(Exercise input begins)
//! The partial k-edge-coloring.
//!
//! Stores a color per arc (or the uncolored sentinel), a mate map per color
//! and vertex, and the running total weight of all colored arcs. Each color
//! class is a matching: at most one colored arc of a given color touches
//! any vertex. The graph and the weight map are borrowed per operation;
//! the coloring owns only its per-entity maps and its extensions.
//!
//! Invariants after every public operation:
//! - the coloring is proper (one arc per color per vertex),
//! - `mate(c, v) == Some(u)` iff an arc (v, u) is colored `c`,
//! - the total weight equals the sum of weights of all colored arcs.

use djmatch_core::{
    AdjacentArcPair, ArcId, Color, DiGraph, DjMatchError, EdgeWeight, FastPropertyMap, Result,
    VertexId, WeightMap, UNCOLORED,
};

use crate::color_set::ColorSet;
use crate::extensions::{ColoringExt, HasArcMates, HasFreeColors};

/// A partial proper edge-coloring with a fixed number of colors.
#[derive(Debug)]
pub struct KColoring<E: ColoringExt> {
    num_colors: u32,
    arc_colors: FastPropertyMap<ArcId, Color>,
    mates_by_color: Vec<FastPropertyMap<VertexId, Option<VertexId>>>,
    total_weight: EdgeWeight,
    ext: E,
}

impl<E: ColoringExt> KColoring<E> {
    pub fn new(num_colors: u32) -> Self {
        let mut coloring = Self {
            num_colors: 0,
            arc_colors: FastPropertyMap::new(UNCOLORED),
            mates_by_color: Vec::new(),
            total_weight: 0,
            ext: E::default(),
        };
        coloring.set_num_colors(num_colors);
        coloring.reset();
        coloring
    }

    pub fn ext(&self) -> &E {
        &self.ext
    }

    pub fn ext_mut(&mut self) -> &mut E {
        &mut self.ext
    }

    pub fn num_colors(&self) -> u32 {
        self.num_colors
    }

    pub fn color_range(&self) -> std::ops::Range<Color> {
        0..self.num_colors
    }

    /// Sum of the weights of all colored arcs.
    pub fn total_weight(&self) -> EdgeWeight {
        self.total_weight
    }

    /// Changes the number of colors. The coloring must be `reset` before it
    /// is used again.
    pub fn set_num_colors(&mut self, num_colors: u32) {
        assert!(num_colors <= ColorSet::MAX_COLORS);
        self.num_colors = num_colors;
        self.ext.on_set_num_colors(num_colors);
    }

    /// Clears all color assignments and the total weight.
    pub fn reset(&mut self) {
        self.arc_colors.reset_all();
        self.mates_by_color
            .resize_with(self.num_colors as usize, FastPropertyMap::default);
        for map in &mut self.mates_by_color {
            map.reset_all();
        }
        self.total_weight = 0;
        self.ext.on_reset();
    }

    pub fn get_color(&self, arc: ArcId) -> Color {
        *self.arc_colors.get(arc)
    }

    /// Whether `arc` has a valid color assigned.
    pub fn is_colored(&self, arc: ArcId) -> bool {
        *self.arc_colors.get(arc) < self.num_colors
    }

    /// Whether `vertex` has no incident arc colored `color`.
    pub fn is_color_free(&self, vertex: VertexId, color: Color) -> bool {
        color < self.num_colors && self.mates_by_color[color as usize].get(vertex).is_none()
    }

    /// The vertex at the other end of the `color`-colored arc at `vertex`.
    pub fn mate(&self, color: Color, vertex: VertexId) -> Option<VertexId> {
        *self.mates_by_color[color as usize].get(vertex)
    }

    /// Whether `arc` is uncolored and `color` is free at both endpoints.
    pub fn can_color(&self, graph: &DiGraph, arc: ArcId, color: Color) -> bool {
        !self.is_colored(arc)
            && self.is_color_free(graph.tail(arc), color)
            && self.is_color_free(graph.head(arc), color)
    }

    /// Assigns `color` to `arc`.
    ///
    /// Pre-condition: `can_color(graph, arc, color)`.
    pub fn color(&mut self, graph: &DiGraph, weights: &WeightMap, arc: ArcId, color: Color) {
        debug_assert!(graph.contains_arc(arc));
        assert!(!self.is_colored(arc));
        assert!(color < self.num_colors);
        debug_assert!(self.is_color_free(graph.tail(arc), color));
        debug_assert!(self.is_color_free(graph.head(arc), color));

        self.total_weight += weights.get(arc);
        self.arc_colors.set(arc, color);
        let (tail, head) = graph.endpoints(arc);
        self.mates_by_color[color as usize].set(head, Some(tail));
        self.mates_by_color[color as usize].set(tail, Some(head));

        self.ext.on_color(graph, arc, color);
    }

    /// Removes the color assignment from `arc`.
    ///
    /// Pre-condition: `is_colored(arc)`.
    pub fn uncolor(&mut self, graph: &DiGraph, weights: &WeightMap, arc: ArcId) {
        assert!(self.is_colored(arc));
        let color = *self.arc_colors.get(arc);
        self.arc_colors.set(arc, UNCOLORED);
        let (tail, head) = graph.endpoints(arc);
        self.mates_by_color[color as usize].set(head, None);
        self.mates_by_color[color as usize].set(tail, None);
        self.total_weight -= weights.get(arc);

        self.ext.on_uncolor(graph, arc, color);
    }

    /// Attempts to replace the colored `arc` by two adjacent uncolored arcs
    /// that are heavier in combination: the heaviest candidate at the tail
    /// and the heaviest candidate at the head with a distinct far endpoint,
    /// each requiring the arc's color free at its far endpoint. Returns
    /// whether the swap happened.
    pub fn local_swap(&mut self, graph: &DiGraph, weights: &WeightMap, arc: ArcId) -> bool {
        assert!(self.is_colored(arc));

        let (tail, head) = graph.endpoints(arc);
        let arc_color = self.get_color(arc);
        let mut tail_weight: EdgeWeight = 0;
        let mut head_weight: EdgeWeight = 0;
        let mut tail_arc = None;
        let mut head_arc = None;
        let mut tail_arc_target = None;

        for candidate in graph.incident_arcs(tail) {
            if candidate == arc || self.is_colored(candidate) {
                continue;
            }
            let far = graph.other(candidate, tail);
            if self.is_color_free(far, arc_color) && weights.get(candidate) > tail_weight {
                tail_arc = Some(candidate);
                tail_weight = weights.get(candidate);
                tail_arc_target = Some(far);
            }
        }
        for candidate in graph.incident_arcs(head) {
            if candidate == arc || self.is_colored(candidate) {
                continue;
            }
            let far = graph.other(candidate, head);
            if self.is_color_free(far, arc_color)
                && Some(far) != tail_arc_target
                && weights.get(candidate) > head_weight
            {
                head_arc = Some(candidate);
                head_weight = weights.get(candidate);
            }
        }

        if tail_weight + head_weight > weights.get(arc) {
            self.uncolor(graph, weights, arc);
            if let Some(a) = tail_arc {
                self.color(graph, weights, a, arc_color);
            }
            if let Some(a) = head_arc {
                self.color(graph, weights, a, arc_color);
            }
            return true;
        }
        false
    }

    /// Keeps the total weight consistent when the weight of a colored arc
    /// changes. Must run before any algorithmic reaction to the change.
    pub fn on_weight_change(&mut self, arc: ArcId, old: EdgeWeight, new: EdgeWeight) {
        if self.is_colored(arc) {
            self.total_weight = self.total_weight - old + new;
        }
    }

    /// Exhaustively verifies properness, mate consistency and the total
    /// weight. Intended for sanity-check mode after each run.
    pub fn sanity_check(&self, graph: &DiGraph, weights: &WeightMap) -> Result<()> {
        // Properness: each color at most once per vertex.
        for vertex in graph.vertices() {
            let mut unused = ColorSet::full(self.num_colors);
            for arc in graph.incident_arcs(vertex) {
                if self.is_colored(arc) {
                    let color = self.get_color(arc);
                    if !unused.contains(color) {
                        return Err(DjMatchError::validation(format!(
                            "color {color} used at least twice on vertex {vertex}"
                        )));
                    }
                    unused.set_off(color);
                }
            }
        }

        // Mate consistency.
        for arc in graph.arcs() {
            if self.is_colored(arc) {
                let color = self.get_color(arc);
                let (tail, head) = graph.endpoints(arc);
                if self.mate(color, tail) != Some(head) || self.mate(color, head) != Some(tail) {
                    return Err(DjMatchError::validation(format!(
                        "mate entries of arc {arc} are inconsistent"
                    )));
                }
            }
        }

        // Weight consistency.
        let check_weight: EdgeWeight = graph
            .arcs()
            .filter(|&arc| self.is_colored(arc))
            .map(|arc| weights.get(arc))
            .sum();
        if check_weight != self.total_weight {
            return Err(DjMatchError::validation(format!(
                "solution weight is {}, but the true weight is {}",
                self.total_weight, check_weight
            )));
        }

        Ok(())
    }
}

impl<E: ColoringExt + HasFreeColors> KColoring<E> {
    pub fn any_color_free(&self, v: VertexId) -> bool {
        self.ext.free_colors().any_color_free(v)
    }

    pub fn no_color_free(&self, v: VertexId) -> bool {
        self.ext.free_colors().no_color_free(v)
    }

    pub fn get_any_free_color(&self, v: VertexId) -> Option<Color> {
        self.ext.free_colors().get_any_free_color(v)
    }

    pub fn common_free_color(&self, v1: VertexId, v2: VertexId) -> Option<Color> {
        self.ext.free_colors().common_free_color(v1, v2)
    }
}

impl<E: ColoringExt + HasArcMates> KColoring<E> {
    pub fn get_arc_to_mate(&self, color: Color, v: VertexId) -> Option<ArcId> {
        self.ext.arc_mates().get_arc_to_mate(color, v)
    }

    pub fn get_colored_arcs(&self, v: VertexId) -> Vec<ArcId> {
        self.ext.arc_mates().get_colored_arcs(v)
    }

    pub fn get_lightest_colored_edge(&self, weights: &WeightMap, v: VertexId) -> Option<ArcId> {
        self.ext.arc_mates().get_lightest_colored_edge(weights, v)
    }

    pub fn lightest_adjacent_colored_arcs(
        &self,
        graph: &DiGraph,
        weights: &WeightMap,
        arc: ArcId,
    ) -> (AdjacentArcPair, Color) {
        self.ext
            .arc_mates()
            .lightest_adjacent_colored_arcs(graph, weights, arc)
    }
}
(Exercise input ends)
From the records above, copy only the lines starting with the line that holds "pub fn is_colored(&self, arc: ArcId)" and going on through the line that holds "The vertex at", exactly as written.

    pub fn is_colored(&self, arc: ArcId) -> bool {
        *self.arc_colors.get(arc) < self.num_colors
    }

    /// Whether `vertex` has no incident arc colored `color`.
    pub fn is_color_free(&self, vertex: VertexId, color: Color) -> bool {
        color < self.num_colors && self.mates_by_color[color as usize].get(vertex).is_none()
    }

    /// The vertex at the other end of the `color`-colored arc at `vertex`.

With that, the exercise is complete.